Small Business Health Options Program (SHOP) is a health insurance marketplace available from Covered California for businesses with 1 to 50 eligible employees. Enrollment in SHOP is available year round. Employers may choose plans from 4 levels of coverage: Bronze, Silver, Gold, and Platinum, as well as Dual Tier Choice, which allows them to select 2 adjoining metallic tiers.
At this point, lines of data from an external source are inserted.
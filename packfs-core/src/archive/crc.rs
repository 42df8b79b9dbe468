//! CRC-32 as stored in ZIP containers.
//!
//! Computed MSB-first over bit-reversed input with polynomial `0x04C11DB7`,
//! then reversed again, which yields the usual reflected ZIP checksum without
//! a lookup table.

const POLYNOMIAL: u32 = 0x04c1_1db7;

/// Incremental CRC-32 state.
#[derive(Debug, Clone, Copy)]
pub struct Crc32 {
    state: u32,
}

impl Default for Crc32 {
    fn default() -> Self {
        Self::new()
    }
}

impl Crc32 {
    /// Creates a new hasher.
    pub fn new() -> Self {
        Self { state: 0xffff_ffff }
    }

    /// Feeds more bytes.
    pub fn update(&mut self, data: &[u8]) {
        for &byte in data {
            let mut bits = u32::from(byte.reverse_bits()) << 24;
            for _ in 0..8 {
                if (self.state ^ bits) & 0x8000_0000 != 0 {
                    self.state = (self.state << 1) ^ POLYNOMIAL;
                } else {
                    self.state <<= 1;
                }
                bits <<= 1;
            }
        }
    }

    /// Returns the checksum of everything fed so far.
    pub fn finalize(&self) -> u32 {
        (!self.state).reverse_bits()
    }
}

/// Computes the CRC-32 of a buffer.
pub fn crc32(data: &[u8]) -> u32 {
    let mut crc = Crc32::new();
    crc.update(data);
    crc.finalize()
}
Small businesses that buy health insurance through Covered California may qualify for federal tax credits to offset part of their costs. To qualify for the credits, employers must have fewer than 25 full-time equivalent employees, pay employees an average annual salary of less than $50,000, and contribute at least 50% towards qualified employee premium costs.

552
Q

Agent Training

A

All agents interested in selling for the Covered California marketplace must have a valid license with the California Department of Insurance and complete Covered California’s training and certification program. Initial agent certification training is provided entirely online through a computer-based system and covers a range of information and instruction on the following topics:

The Affordable Care Act;
Covered California for Small Business;
Agent roles and responsibilities;
Eligibility for individuals and families; and
Privacy requirements.
Upon completion, agents must pass the certification exam with a score of 80% or better. After the initial training, Certified Insurance Agents must be recertified every 5 years.

553
Q

Disability income insurance

A

is designed to replace lost income in the event of this contingency, and is a vital component of a comprehensive insurance program. It may be purchased individually or through an employer on a group basis.

554
Q

Inability to Perform Duties

A

To pay benefits, a disability income policy will require for the insured to not be able to perform the duties of his or her occupation. The benefits will also depend on the definition of disability chosen for the policy.

555
Q

Own Occupation

A

This definition is usually limited to the first 24 months after a loss. It allows insureds (claimants) to receive benefits if, because of disablement, they cannot perform the duties of their normal occupation even though they might be able to earn income from a different occupation. After 24 months, if the insured is still unable to perform the duties of his or her own occupation, the definition of disability narrows to mean the inability to perform any occupation for which the insured is reasonably suited by education, training, or experience. This is a dramatic reduction in the insurer’s liability because it is very likely that claimants can find something they can do for financial gain. The “own occ” definition is generally used for highly trained, skilled occupations such as surgeons, trial attorneys, etc.

556
Q

Any Occupation

A

A policy that has an “any occupation” provision will only provide benefits when the insured is unable to perform any of the duties of the occupation for which they are suited by reason of education, training, or experience. “Own occupation” is the more liberal definition and therefore provides a better benefit for the insured.

Although some companies still utilize the two-tier approach by combining both definitions in a single disability income policy, from an underwriting standpoint, it is much easier for an insurance company to justify the “any occupation” definition when agreeing to issue a policy.